Siglo XVI
El descubrimiento inicial del Nordeste de América fue realizado por Sebastián Cabot en 1497 y Juan de Verrazano en 1522. Pero su colonización, al inicio francesa, tardó aún unos años en comenzar. En efecto, cuando Alejandro VI en 1493 repartió en sus Bulas las tierras americanas por descubrir entre España y Portugal, tal decisión no fue aceptada en Europa por todos, y concretamente por Francia. Se dice que Francisco I se quejaba con ironía: «Quisiera ver la cláusula del testamento de nuestro padre Adán, según la cual quedo yo excluido de la repartición del mundo».
Así las cosas, es enviado a América del Norte con fines comerciales Jacques Cartier, que en 1534-1543 levanta cartas del golfo del San Lorenzo y establece algunos contactos con los indios. En su tercer viaje, Cartier llevó seis misioneros y 266 colonos. De todos modos, a finales del XVI apenas hay en el Nordeste de América unos pocos asentamientos de colonos, dedicados principalmente al comercio de pieles, y en todo el siglo la acción evangelizadora es mínima.
En la región de los grandes Lagos y del San Lorenzo, viven los hurones y los iroqueses, duramente enemistados entre sí. Se trata de indios más o menos sedentarios, conocedores de una agricultura elemental, y tanto unos como otros federan cinco tribus. Los algonquinos, indios nómadas, pueblan el norte del San Lorenzo y del valle del Ottawa. Todos estos pueblos, en el siglo XVI, apenas reciben evangelización alguna.

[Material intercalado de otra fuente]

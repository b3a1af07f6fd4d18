//! Remote address type.

use std::fmt;
use std::ops::{Add, Sub};

/// An address in the target's logical address space
///
/// Remote addresses are never dereferenced here. They are only handed to a
/// [`MemoryReader`](crate::memory::MemoryReader), so keeping them apart from
/// local offsets and lengths catches the most common decoding mistake at
/// compile time.
///
/// The value is always held as a `u64`; a 4-byte target only constrains how
/// many bytes an address occupies on the wire.
///
/// ```rust
/// use dcr_core::types::Address;
///
/// let block = Address::new(0x7f00_1000);
/// assert_eq!((block + 0x20).value(), 0x7f00_1020);
/// assert_eq!(block.to_string(), "0x000000007f001000");
/// ```
#[derive(Debug, Clone, Copy, PartialEq, Eq, PartialOrd, Ord, Hash, Default)]
pub struct Address(u64);

impl Address
{
    /// Terminates block chains and marks a missing stream
    pub const NULL: Self = Self(0);

    /// Wrap a raw remote address
    #[must_use]
    pub const fn new(value: u64) -> Self
    {
        Self(value)
    }

    /// The raw remote address
    #[must_use]
    pub const fn value(self) -> u64
    {
        self.0
    }

    /// Whether this is [`Address::NULL`]
    #[must_use]
    pub const fn is_null(self) -> bool
    {
        self.0 == 0
    }

    /// `self + offset`, or `None` past the top of the address space
    ///
    /// ```rust
    /// use dcr_core::types::Address;
    ///
    /// assert_eq!(Address::new(0x10).checked_add(0x10), Some(Address::new(0x20)));
    /// assert_eq!(Address::new(u64::MAX).checked_add(1), None);
    /// ```
    #[must_use]
    pub const fn checked_add(self, offset: u64) -> Option<Self>
    {
        match self.0.checked_add(offset) {
            Some(value) => Some(Self(value)),
            None => None,
        }
    }

    /// Distance from `base` up to this address, if this address is not below
    /// `base`
    ///
    /// ```rust
    /// use dcr_core::types::Address;
    ///
    /// let base = Address::new(0x1000);
    /// assert_eq!(Address::new(0x1010).offset_from(base), Some(0x10));
    /// assert_eq!(Address::new(0x0ff0).offset_from(base), None);
    /// ```
    #[must_use]
    pub const fn offset_from(self, base: Self) -> Option<u64>
    {
        self.0.checked_sub(base.0)
    }
}

impl From<u64> for Address
{
    fn from(value: u64) -> Self
    {
        Self(value)
    }
}

impl From<Address> for u64
{
    fn from(address: Address) -> Self
    {
        address.0
    }
}

impl fmt::Display for Address
{
    fn fmt(&self, f: &mut fmt::Formatter<'_>) -> fmt::Result
    {
        write!(f, "0x{:016x}", self.0)
    }
}

impl fmt::LowerHex for Address
{
    fn fmt(&self, f: &mut fmt::Formatter<'_>) -> fmt::Result
    {
        fmt::LowerHex::fmt(&self.0, f)
    }
}

/// Wrapping: offsets that leave the address space surface as failed reads,
/// not panics.
impl Add<u64> for Address
{
    type Output = Self;

    fn add(self, offset: u64) -> Self
    {
        Self(self.0.wrapping_add(offset))
    }
}

impl Sub<u64> for Address
{
    type Output = Self;

    fn sub(self, offset: u64) -> Self
    {
        Self(self.0.wrapping_sub(offset))
    }
}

En el sur, sin embargo, los españoles desarrollaron, en medio de grandes dificultades, alguna actividad misionera. Los Obispos de los Estados Unidos, en su carta pastoral Herencia y esperanza: la evangelización de América («Ecclesia» 1991, 522-538), tras afirmar que, entre las naciones europeas, «España superó a todas las demás por sus intensos esfuerzos para llevar el Evangelio a América» (525), recuerdan que «el sacerdote diocesano Francisco López de Mendoza Grajales consagró la primera parroquia católica, en lo que se llama ahora los Estados Unidos, en San Agustín (Florida), en el año 1565, y comenzó a trabajar entre los indios timicuan de Florida» (525).

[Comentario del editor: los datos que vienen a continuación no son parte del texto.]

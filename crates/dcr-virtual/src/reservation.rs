//! Two-phase address assignment.
//!
//! A builder that does not know its final address registers a
//! [`Reservable`] and gets a [`ReservationId`] back. Completing the system
//! then runs three passes over every pending reservation:
//!
//! 1. ask each one for its size
//! 2. assign every reservation a disjoint first-fit address and record it
//! 3. let each one render itself against the full set of addresses and
//!    register the resulting range
//!
//! Because every address is known before any buffer is rendered, builders
//! can point at each other in either direction regardless of the order they
//! were reserved in.

use std::collections::HashMap;
use std::fmt;

use dcr_core::types::{Address, TargetLayout};

use crate::error::{VirtualMemoryError, VirtualResult};
use crate::range::VirtualMemoryRange;

/// Identifies a reservation within one system
#[derive(Debug, Clone, Copy, PartialEq, Eq, Hash, PartialOrd, Ord)]
pub struct ReservationId(pub(crate) usize);

impl ReservationId
{
    /// Raw index
    #[must_use]
    pub const fn index(self) -> usize
    {
        self.0
    }
}

impl fmt::Display for ReservationId
{
    fn fmt(&self, f: &mut fmt::Formatter<'_>) -> fmt::Result
    {
        write!(f, "#{}", self.0)
    }
}

/// Something that needs address space before it can be built
pub trait Reservable: Send + Sync
{
    /// Bytes of address space needed
    fn requested_size(&self) -> u64;

    /// Receive the assigned start address.
    ///
    /// Called exactly once, during pass 2.
    fn set_start_address(&mut self, start: Address);

    /// Render the final range.
    ///
    /// ## Errors
    ///
    /// Any builder error, typically an unbound patch point.
    fn complete(self: Box<Self>, resolved: &ResolvedReservations) -> VirtualResult<Box<dyn VirtualMemoryRange>>;
}

/// Addresses assigned to reservations, visible to every builder in pass 3
#[derive(Debug, Clone, PartialEq, Eq)]
pub struct ResolvedReservations
{
    layout: TargetLayout,
    addresses: HashMap<ReservationId, Address>,
}

impl ResolvedReservations
{
    pub(crate) fn new(layout: TargetLayout) -> Self
    {
        Self {
            layout,
            addresses: HashMap::new(),
        }
    }

    pub(crate) fn insert(&mut self, id: ReservationId, start: Address)
    {
        self.addresses.insert(id, start);
    }

    /// Layout of the system being completed
    #[must_use]
    pub const fn layout(&self) -> &TargetLayout
    {
        &self.layout
    }

    /// Start address assigned to `id`.
    ///
    /// ## Errors
    ///
    /// Returns [`VirtualMemoryError::UnresolvedReservation`] if `id` has not
    /// been assigned an address.
    pub fn address(&self, id: ReservationId) -> VirtualResult<Address>
    {
        self.addresses
            .get(&id)
            .copied()
            .ok_or(VirtualMemoryError::UnresolvedReservation(id))
    }

    /// Start address assigned to `id`, if any
    #[must_use]
    pub fn get(&self, id: ReservationId) -> Option<Address>
    {
        self.addresses.get(&id).copied()
    }
}

pub(crate) struct PendingReservation
{
    pub(crate) id: ReservationId,
    pub(crate) item: Box<dyn Reservable>,
}

/// Lowest address at or above `value` that is a multiple of `align`
pub(crate) const fn align_up(value: u64, align: u64) -> Option<u64>
{
    match value.checked_add(align - 1) {
        Some(bumped) => Some(bumped / align * align),
        None => None,
    }
}

/// First-fit search over sorted, disjoint `occupied` intervals.
///
/// Returns the lowest `align`-aligned start whose `[start, start + size)`
/// stays at or below `max_address` and touches no interval.
pub(crate) fn first_fit(occupied: &[(u64, u64)], size: u64, align: u64, max_address: u64) -> Option<u64>
{
    let fits = |start: u64| {
        size == 0 || start.checked_add(size - 1).is_some_and(|last| last <= max_address)
    };
    let mut cursor = 0u64;
    for &(start, end) in occupied {
        let candidate = align_up(cursor, align)?;
        if candidate <= start && start - candidate >= size && fits(candidate) {
            return Some(candidate);
        }
        cursor = cursor.max(end);
    }
    let candidate = align_up(cursor, align)?;
    fits(candidate).then_some(candidate)
}

#[cfg(test)]
mod tests
{
    use super::*;

    #[test]
    fn test_first_fit_uses_lowest_hole()
    {
        let occupied = [(0, 0x1000), (0x1010, 0x2000)];
        assert_eq!(first_fit(&occupied, 0x10, 8, u64::MAX), Some(0x1000));
        assert_eq!(first_fit(&occupied, 0x11, 8, u64::MAX), Some(0x2000));
    }

    #[test]
    fn test_first_fit_respects_alignment_and_ceiling()
    {
        let occupied = [(0, 0x1003)];
        assert_eq!(first_fit(&occupied, 4, 8, u64::MAX), Some(0x1008));
        assert_eq!(first_fit(&occupied, 4, 8, 0x100a), None);
        assert_eq!(first_fit(&occupied, 3, 8, 0x100a), Some(0x1008));
    }

    #[test]
    fn test_align_up()
    {
        assert_eq!(align_up(0, 8), Some(0));
        assert_eq!(align_up(9, 8), Some(16));
        assert_eq!(align_up(u64::MAX, 8), None);
    }
}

También recuerdan a los franciscanos de la expedición de Juan de Oñate, en 1599, que «crearon iglesias en el norte de Nuevo Méjico»; los empeños del franciscano Antonio Margil, misionero en Texas a comienzos del XVIII; los grandes trabajos del padre Eusebio Francisco Kino, «el jesuita misionero del siglo XVII en Sonora y en Arizona», y las formidables gestas evangelizadoras del Beato Junípero Serra, franciscano, que «entre 1769 y 1784 fundó nueve de las célebres veintiuna misiones de California» (527).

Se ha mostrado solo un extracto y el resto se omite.